A new study casts doubt on yet another Affordable Care Act (ACA) program that was supposed to lead to budgetary savings. The Medicare Shared Savings Program allows for the creation of Accountable Care Organizations (ACO) to opt into an alternative payment model to coordinate care and services, promote accountability, and encourage development of “high quality and efficient services.” Participants can share in savings if they are able to hold down costs. However, Avalere Health reviewed the data and found that instead of producing savings as originally forecast by the Congressional Budget Office (CBO), the program has experienced a net cost.
In 2010, CBO projected that the MSSP would save $1.7 billion over its first four years through 2016, and an additional $3.1 billion from 2017-19. Analyzing the program data from 2013 through 2016, Avalere Health found that MSSP actually increased spending by $384 million.
An ACO can choose among three different payment tracks: an “upside-only” model where an ACO does not assume downside risk (shared losses) if it does not lower growth in Medicare expenditures, and two tracks in which the ACOs can take on greater risk or reward: they either get to keep a greater share of savings or have to pay back to Medicare a greater share of losses. Most ACOs opt for the first track where they get a bonus for achieving savings yet take on no risk. Unsurprisingly, the ACOs that took on more risk yielded better performance results: the upside-only model increased federal spending by $444 million while the ACOs in Tracks 2 and 3 produced savings of $60 million. CBO’s analysis of the ACA provided no explanation of the basis of their estimate for the MSSP so it is unclear what assumptions were used to lead to an overstatement of savings.
This is just the latest example of ACA programs originally scored on paper as savings that failed to perform to expectations. As detailed in a recent NTUF paper, CBO ascribes savings to the Center for Medicare and Medicaid Innovation despite being unable to account for any actual results.

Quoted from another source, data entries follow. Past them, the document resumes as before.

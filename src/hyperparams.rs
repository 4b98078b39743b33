use linfa::ParamGuard;
use linfa_svm::{Svm, SvmParams};

use crate::error::SvrError;

#[cfg(feature = "serde")]
use serde_crate::{Deserialize, Serialize};

/// Kernel used by the regression
#[cfg_attr(
    feature = "serde",
    derive(Serialize, Deserialize),
    serde(crate = "serde_crate")
)]
#[derive(Clone, Copy, Debug, PartialEq)]
pub enum KernelKind {
    /// `k(u, v) = exp(-gamma * |u - v|^2)`
    Rbf { gamma: f64 },
    /// `k(u, v) = <u, v>`
    Linear,
    /// `k(u, v) = (<u, v> + constant)^degree`
    Polynomial { constant: f64, degree: f64 },
}

/// A verified hyper-parameter set ready for epsilon support vector regression
///
/// See [`SvrParams`](crate::SvrParams) for more information.
#[cfg_attr(
    feature = "serde",
    derive(Serialize, Deserialize),
    serde(crate = "serde_crate")
)]
#[derive(Clone, Debug, PartialEq)]
pub struct SvrValidParams {
    pub(crate) kernel: KernelKind,
    pub(crate) c: f64,
    pub(crate) epsilon: f64,
    pub(crate) tolerance: f64,
    pub(crate) shrinking: bool,
}

impl SvrValidParams {
    pub fn kernel(&self) -> KernelKind {
        self.kernel
    }

    pub fn c(&self) -> f64 {
        self.c
    }

    pub fn epsilon(&self) -> f64 {
        self.epsilon
    }

    pub fn tolerance(&self) -> f64 {
        self.tolerance
    }

    pub fn shrinking(&self) -> bool {
        self.shrinking
    }

    /// Translate into the parameter set of `linfa-svm`
    ///
    /// The gaussian kernel of `linfa-kernel` divides the squared distance by its
    /// width, so an RBF `gamma` becomes a width of `1 / gamma`.
    pub(crate) fn svm_params(&self) -> SvmParams<f64, f64> {
        let params = Svm::<f64, f64>::params()
            .eps(self.tolerance)
            .shrinking(self.shrinking)
            .c_svr(self.c, Some(self.epsilon));

        match self.kernel {
            KernelKind::Rbf { gamma } => params.gaussian_kernel(1.0 / gamma),
            KernelKind::Linear => params.linear_kernel(),
            KernelKind::Polynomial { constant, degree } => {
                params.polynomial_kernel(constant, degree)
            }
        }
    }
}

/// Hyper-parameters of an epsilon support vector regression
///
/// The defaults describe an RBF kernel with `gamma = 10`, a penalty `C = 1`,
/// an insensitive tube of half-width `0.05` and a solver tolerance of `1e-5`.
#[cfg_attr(
    feature = "serde",
    derive(Serialize, Deserialize),
    serde(crate = "serde_crate")
)]
#[derive(Clone, Debug, PartialEq)]
pub struct SvrParams(pub(crate) SvrValidParams);

impl Default for SvrParams {
    fn default() -> Self {
        Self::new()
    }
}

impl SvrParams {
    pub fn new() -> Self {
        Self(SvrValidParams {
            kernel: KernelKind::Rbf { gamma: 10.0 },
            c: 1.0,
            epsilon: 0.05,
            tolerance: 1e-5,
            shrinking: false,
        })
    }

    /// Set the kernel.
    ///
    /// Defaults to `KernelKind::Rbf { gamma: 10.0 }`
    pub fn kernel(mut self, kernel: KernelKind) -> Self {
        self.0.kernel = kernel;
        self
    }

    /// Shorthand for an RBF kernel with width `gamma`
    pub fn rbf(self, gamma: f64) -> Self {
        self.kernel(KernelKind::Rbf { gamma })
    }

    /// Set the penalty of samples outside the tube.
    ///
    /// Defaults to `1.0` if not set
    ///
    /// `c` must be positive and finite
    pub fn c(mut self, c: f64) -> Self {
        self.0.c = c;
        self
    }

    /// Set the half-width of the insensitive tube.
    ///
    /// Defaults to `0.05` if not set
    ///
    /// `epsilon` must be non-negative and finite
    pub fn epsilon(mut self, epsilon: f64) -> Self {
        self.0.epsilon = epsilon;
        self
    }

    /// Set the stopping tolerance of the solver.
    ///
    /// Defaults to `1e-5` if not set
    pub fn tolerance(mut self, tolerance: f64) -> Self {
        self.0.tolerance = tolerance;
        self
    }

    /// Ignore bounded multipliers during optimization
    ///
    /// Defaults to `false`
    pub fn shrinking(mut self, shrinking: bool) -> Self {
        self.0.shrinking = shrinking;
        self
    }
}

impl ParamGuard for SvrParams {
    type Checked = SvrValidParams;
    type Error = SvrError;

    fn check_ref(&self) -> Result<&Self::Checked, Self::Error> {
        let params = &self.0;
        if !params.c.is_finite() || params.c <= 0.0 {
            return Err(SvrError::InvalidParams(format!(
                "C should be positive and finite, but is {}",
                params.c
            )));
        }
        if !params.epsilon.is_finite() || params.epsilon < 0.0 {
            return Err(SvrError::InvalidParams(format!(
                "epsilon should be non-negative and finite, but is {}",
                params.epsilon
            )));
        }
        if !params.tolerance.is_finite() || params.tolerance <= 0.0 {
            return Err(SvrError::InvalidParams(format!(
                "tolerance should be positive and finite, but is {}",
                params.tolerance
            )));
        }

        match params.kernel {
            KernelKind::Rbf { gamma } if !gamma.is_finite() || gamma <= 0.0 => Err(
                SvrError::InvalidParams(format!("gamma should be positive, but is {}", gamma)),
            ),
            KernelKind::Polynomial { degree, .. } if !degree.is_finite() || degree <= 0.0 => {
                Err(SvrError::InvalidParams(format!(
                    "polynomial degree should be positive, but is {}",
                    degree
                )))
            }
            KernelKind::Polynomial { constant, .. } if !constant.is_finite() => Err(
                SvrError::InvalidParams(format!("polynomial constant is {}", constant)),
            ),
            _ => Ok(params),
        }
    }

    fn check(self) -> Result<Self::Checked, Self::Error> {
        self.check_ref()?;
        Ok(self.0)
    }
}

#[cfg(test)]
mod tests {
    use super::*;

    #[test]
    fn defaults_are_valid() {
        let params = SvrParams::default().check().unwrap();
        assert_eq!(params.kernel(), KernelKind::Rbf { gamma: 10.0 });
        assert_eq!(params.c(), 1.0);
        assert_eq!(params.epsilon(), 0.05);
        assert_eq!(params.tolerance(), 1e-5);
        assert!(!params.shrinking());
    }

    #[test]
    fn zero_tube_is_allowed() {
        assert!(SvrParams::new().epsilon(0.0).check().is_ok());
    }

    #[test]
    fn invalid_values_are_configuration_errors() {
        let cases = vec![
            SvrParams::new().c(0.0),
            SvrParams::new().c(f64::NAN),
            SvrParams::new().epsilon(-0.1),
            SvrParams::new().tolerance(0.0),
            SvrParams::new().rbf(-1.0),
            SvrParams::new().kernel(KernelKind::Polynomial {
                constant: 1.0,
                degree: 0.0,
            }),
            SvrParams::new().kernel(KernelKind::Polynomial {
                constant: f64::INFINITY,
                degree: 2.0,
            }),
        ];

        for params in cases {
            assert!(matches!(params.check_ref(), Err(SvrError::InvalidParams(_))));
        }
    }
}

CBO’s score of the ACA also included offsets from the CLASS Act (which was quickly scrapped after it was determined the long-term care program had no path to sustainability) and the Independent Payment Advisory Board (which was scrapped this year) despite uncertainty about when or whether its authority to cut outlays would be triggered.
Ultimately, these programs helped disguise the price tag of the ACA. Moreover, as long as the flawed scores are factored into CBO’s projected baseline, legislation to reform those programs are scored as spending increases. These dual problems are indicative of the necessity of an official process to evaluate the effectiveness of federal programs and provide greater accountability over Congress’s scorekeeping agency.